MASYARAKAT Aceh punya tradisi unik menyambut datangnya Ramadhan yakni dengan Makmeugang atau Meugang. Tradisi ini digelar dua atau satu hari sebelum masuknya bulan suci. Meugang adalah tradisi menyembelih hewan ternak lalu dagingnya dimasak untuk dimakan bersama keluarga.
Meugang bukan hanya digelar saat mau masuk Ramadhan, tapi tradisi ini juga rutin ada tiap dua atau sehari jelang Hari Raya Idul Fitri dan Idul Adha.
Saking kuatnya tradisi Meugang, sampai-sampai warga Aceh yang merantau ke berbagai daerah bahkan negara, tetap melakoni tradisi ini. Seperti masyarakat Aceh yang di Jakarta, jelang Ramadhan mereka banyak membeli daging lalu memasaknya dengan bumbu rempah-rempah dan makan bersama.
Mengutip dari laman Majelis Adat Aceh, Tradisi “Makmeugang” atau “Meugang” bagi masyarakat Aceh telah menjadi budaya. Meugang tetap dilaksanakan bagi masyarakat Aceh meskipun tidak menetap di negerinya.
“Makmeugang” atau “Meugang” diawali pada masa kerajaan Aceh dengan menyembelih hewan dalam jumlah yang banyak lalu dibagikan secara gratis kepada masyarakat.
Hari-Hari Pantang Melaut bagi Nelayan Aceh Menurut Hukum Adat
Hal ini dilakukan sebagai rasa syukur dan ungkapan terima kasih atas kemakmuran negeri Aceh dalam menyambut hari-hari besar (suci) umat Islam.

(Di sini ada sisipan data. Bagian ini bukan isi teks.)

//! In-memory road-network map store.
//!
//! [`MapData`] owns three entity collections, keyed by identifier:
//! intersections ([`Node`]), directed road segments ([`Link`]) and turn
//! relations ([`Relation`]). It exposes insert/lookup, validated in-place
//! updates with synchronous change notification, and spatial range
//! queries: nearest node, axis-aligned rectangle, radius, and one-hop
//! network expansion.
//!
//! The store is deliberately simple: linear scans over insertion-ordered
//! collections, no referential integrity between entity kinds, and no
//! persistence. Format conversion lives in the `roadnet-data` crate.

#![forbid(unsafe_code)]

mod entity;
pub mod store;

pub use entity::{EntityId, Link, Node, Relation, Tags};
pub use store::{
    EntityUpdate, METERS_PER_DEGREE, MapData, NetworkSelection, RadiusSelection, UpdateError,
    UpdateKind, planar_distance_m,
};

Tradisi Meugang sudah dilaksanakan sejak ratusan tahun yang lalu. Tradisi ini dimulai sejak masa kerajaan Aceh Sultan Iskandar Muda (1607—1636 Masehi). Masa itu Sultan Iskandar Muda memotong hewan yang banyak lalu membagikannya kepada masyarakat.
Makmeugang atau Meugang merupakan tradisi yang diawali dengan pemotongan sapi, kerbau, kambing, dan ayam, serta itik (bebek). Kebiasaan ini dilakukan ketika menyambut bulan Ramadan (dua hari sebelum Ramadan), atau menyambut hari raya Idul fitri, juga hari raya Idul adha.(wikipedia).
Kegiatan meugang memiki nilai religius dengan bersedekah atau saling berbagi sesama masyarakat yang memiliki kemampuan lebih kepada masyarakat kurang mampu. Ini sekaligus memupuk nilai-nilai kebersamaan dan gotong royong. Setiap lebaran Idul fitri, idul adha atau menyambut Ramadan.
Meugang” adalah tradisi memasak daging dan menikmatinya bersama keluarga dan yatim piatu oleh masyarakat Aceh.” (Wikipedia).
Dalam tradisi tersebut, selama pemerintahan Sulthan Iskandar Muda di masa keemasan Aceh, selain membagikan daging meugang kepada masyarakat kurang mampu, juga membagikan sembako dan kain.
Sejarawan Aceh, Tarmizi Abdul Hamid alias Cek Midi, menjelaskan tradisi meugang sudah berlangsung sejak 400 tahun lalu. Tradisi ini berawal dari kesultanan Aceh pada saat itu.”Dalam literatur buku ‘Singa Aceh’ dijelaskan bahwa sultan sangat mencintai rakyatnya baik fakir miskin ataupun kaum dhuafa.”
Orang yang tidak mampu masa itu menjadi tanggung jawab sultan. Dia kemudian mengeluarkan satu qanun (hukum) yang mengatur tentang pelaksanaan meugang.
Qanun yang dikeluarkan oleh sultan kala itu diberi nama ‘Meukuta Alam’. Pada Bab II pasal 47 qanun tersebut disebutkan, Sultan Aceh secara turun temurun memerintahkan Qadi Mua’zzam Khazanah Balai Silatur Rahmi yaitu mengambil dirham, kain-kain, kerbau dan sapi dipotong di hari Meugang. Lalu dibagi-bagikan daging kepada fakir miskin, dhuafa, dan orang berkebutuhan khusus.